Aim of the task:
The data shown below should all be retyped exactly.

Data under study:
━━━━━━

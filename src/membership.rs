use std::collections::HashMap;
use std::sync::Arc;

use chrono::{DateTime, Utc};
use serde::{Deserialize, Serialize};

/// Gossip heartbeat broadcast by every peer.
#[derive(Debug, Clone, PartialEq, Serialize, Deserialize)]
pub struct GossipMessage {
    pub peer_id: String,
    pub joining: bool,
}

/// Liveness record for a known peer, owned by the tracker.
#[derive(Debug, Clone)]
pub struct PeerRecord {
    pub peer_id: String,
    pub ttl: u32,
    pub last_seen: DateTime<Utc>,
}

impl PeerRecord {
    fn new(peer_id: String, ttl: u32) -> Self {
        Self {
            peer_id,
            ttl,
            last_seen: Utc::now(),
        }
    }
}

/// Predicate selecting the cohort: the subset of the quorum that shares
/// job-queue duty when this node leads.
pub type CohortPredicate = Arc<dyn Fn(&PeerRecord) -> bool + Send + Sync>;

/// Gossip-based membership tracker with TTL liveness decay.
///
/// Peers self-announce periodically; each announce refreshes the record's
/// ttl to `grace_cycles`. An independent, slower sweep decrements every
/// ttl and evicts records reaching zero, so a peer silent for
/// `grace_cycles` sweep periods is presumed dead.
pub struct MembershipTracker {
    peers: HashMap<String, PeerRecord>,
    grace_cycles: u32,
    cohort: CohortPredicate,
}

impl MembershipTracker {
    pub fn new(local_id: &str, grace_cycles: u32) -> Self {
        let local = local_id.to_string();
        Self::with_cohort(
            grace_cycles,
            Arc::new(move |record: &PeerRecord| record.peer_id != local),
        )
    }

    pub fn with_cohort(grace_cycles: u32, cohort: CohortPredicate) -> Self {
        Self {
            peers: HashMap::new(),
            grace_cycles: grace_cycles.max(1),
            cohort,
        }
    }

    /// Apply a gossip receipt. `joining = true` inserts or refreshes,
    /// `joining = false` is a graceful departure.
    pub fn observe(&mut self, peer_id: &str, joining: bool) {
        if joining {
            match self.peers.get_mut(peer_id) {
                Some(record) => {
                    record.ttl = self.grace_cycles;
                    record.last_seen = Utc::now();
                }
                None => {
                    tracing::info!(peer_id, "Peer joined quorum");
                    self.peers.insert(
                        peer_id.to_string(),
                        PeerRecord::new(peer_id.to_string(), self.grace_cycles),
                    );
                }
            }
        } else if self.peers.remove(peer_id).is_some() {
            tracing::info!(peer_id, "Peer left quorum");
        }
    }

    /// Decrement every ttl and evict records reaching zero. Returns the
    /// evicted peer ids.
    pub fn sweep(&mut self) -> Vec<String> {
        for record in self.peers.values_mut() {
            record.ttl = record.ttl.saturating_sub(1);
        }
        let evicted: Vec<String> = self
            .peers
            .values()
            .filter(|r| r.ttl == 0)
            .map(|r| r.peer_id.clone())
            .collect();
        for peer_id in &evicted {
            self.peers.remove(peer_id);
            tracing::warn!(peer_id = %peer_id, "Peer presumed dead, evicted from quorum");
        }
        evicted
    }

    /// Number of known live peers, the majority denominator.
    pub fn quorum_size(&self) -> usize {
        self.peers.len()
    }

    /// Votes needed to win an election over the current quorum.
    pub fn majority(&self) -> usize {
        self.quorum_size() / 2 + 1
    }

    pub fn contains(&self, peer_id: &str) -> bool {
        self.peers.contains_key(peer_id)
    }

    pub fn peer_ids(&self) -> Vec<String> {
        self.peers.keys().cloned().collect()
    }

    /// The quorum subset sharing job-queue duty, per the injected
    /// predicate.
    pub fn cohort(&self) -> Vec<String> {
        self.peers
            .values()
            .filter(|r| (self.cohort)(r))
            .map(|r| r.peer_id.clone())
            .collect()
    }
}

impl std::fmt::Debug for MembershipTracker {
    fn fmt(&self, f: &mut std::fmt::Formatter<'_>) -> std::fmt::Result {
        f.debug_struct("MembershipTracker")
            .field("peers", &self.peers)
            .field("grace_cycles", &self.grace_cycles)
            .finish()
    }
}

━━━━━━

Solved problem:
filename src/membership.rs
use std::collections::HashMap;
use std::sync::Arc;

use chrono::{DateTime, Utc};
use serde::{Deserialize, Serialize};

/// Gossip heartbeat broadcast by every peer.
#[derive(Debug, Clone, PartialEq, Serialize, Deserialize)]
pub struct GossipMessage {
    pub peer_id: String,
    pub joining: bool,
}

/// Liveness record for a known peer, owned by the tracker.
#[derive(Debug, Clone)]
pub struct PeerRecord {
    pub peer_id: String,
    pub ttl: u32,
    pub last_seen: DateTime<Utc>,
}

impl PeerRecord {
    fn new(peer_id: String, ttl: u32) -> Self {
        Self {
            peer_id,
            ttl,
            last_seen: Utc::now(),
        }
    }
}

/// Predicate selecting the cohort: the subset of the quorum that shares
/// job-queue duty when this node leads.
pub type CohortPredicate = Arc<dyn Fn(&PeerRecord) -> bool + Send + Sync>;

/// Gossip-based membership tracker with TTL liveness decay.
///
/// Peers self-announce periodically; each announce refreshes the record's
/// ttl to `grace_cycles`. An independent, slower sweep decrements every
/// ttl and evicts records reaching zero, so a peer silent for
/// `grace_cycles` sweep periods is presumed dead.
pub struct MembershipTracker {
    peers: HashMap<String, PeerRecord>,
    grace_cycles: u32,
    cohort: CohortPredicate,
}

impl MembershipTracker {
    pub fn new(local_id: &str, grace_cycles: u32) -> Self {
        let local = local_id.to_string();
        Self::with_cohort(
            grace_cycles,
            Arc::new(move |record: &PeerRecord| record.peer_id != local),
        )
    }

    pub fn with_cohort(grace_cycles: u32, cohort: CohortPredicate) -> Self {
        Self {
            peers: HashMap::new(),
            grace_cycles: grace_cycles.max(1),
            cohort,
        }
    }

    /// Apply a gossip receipt. `joining = true` inserts or refreshes,
    /// `joining = false` is a graceful departure.
    pub fn observe(&mut self, peer_id: &str, joining: bool) {
        if joining {
            match self.peers.get_mut(peer_id) {
                Some(record) => {
                    record.ttl = self.grace_cycles;
                    record.last_seen = Utc::now();
                }
                None => {
                    tracing::info!(peer_id, "Peer joined quorum");
                    self.peers.insert(
                        peer_id.to_string(),
                        PeerRecord::new(peer_id.to_string(), self.grace_cycles),
                    );
                }
            }
        } else if self.peers.remove(peer_id).is_some() {
            tracing::info!(peer_id, "Peer left quorum");
        }
    }

    /// Decrement every ttl and evict records reaching zero. Returns the
    /// evicted peer ids.
    pub fn sweep(&mut self) -> Vec<String> {
        for record in self.peers.values_mut() {
            record.ttl = record.ttl.saturating_sub(1);
        }
        let evicted: Vec<String> = self
            .peers
            .values()
            .filter(|r| r.ttl == 0)
            .map(|r| r.peer_id.clone())
            .collect();
        for peer_id in &evicted {
            self.peers.remove(peer_id);
            tracing::warn!(peer_id = %peer_id, "Peer presumed dead, evicted from quorum");
        }
        evicted
    }

    /// Number of known live peers, the majority denominator.
    pub fn quorum_size(&self) -> usize {
        self.peers.len()
    }

    /// Votes needed to win an election over the current quorum.
    pub fn majority(&self) -> usize {
        self.quorum_size() / 2 + 1
    }

    pub fn contains(&self, peer_id: &str) -> bool {
        self.peers.contains_key(peer_id)
    }

    pub fn peer_ids(&self) -> Vec<String> {
        self.peers.keys().cloned().collect()
    }

    /// The quorum subset sharing job-queue duty, per the injected
    /// predicate.
    pub fn cohort(&self) -> Vec<String> {
        self.peers
            .values()
            .filter(|r| (self.cohort)(r))
            .map(|r| r.peer_id.clone())
            .collect()
    }
}

impl std::fmt::Debug for MembershipTracker {
    fn fmt(&self, f: &mut std::fmt::Formatter<'_>) -> std::fmt::Result {
        f.debug_struct("MembershipTracker")
            .field("peers", &self.peers)
            .field("grace_cycles", &self.grace_cycles)
            .finish()
    }
}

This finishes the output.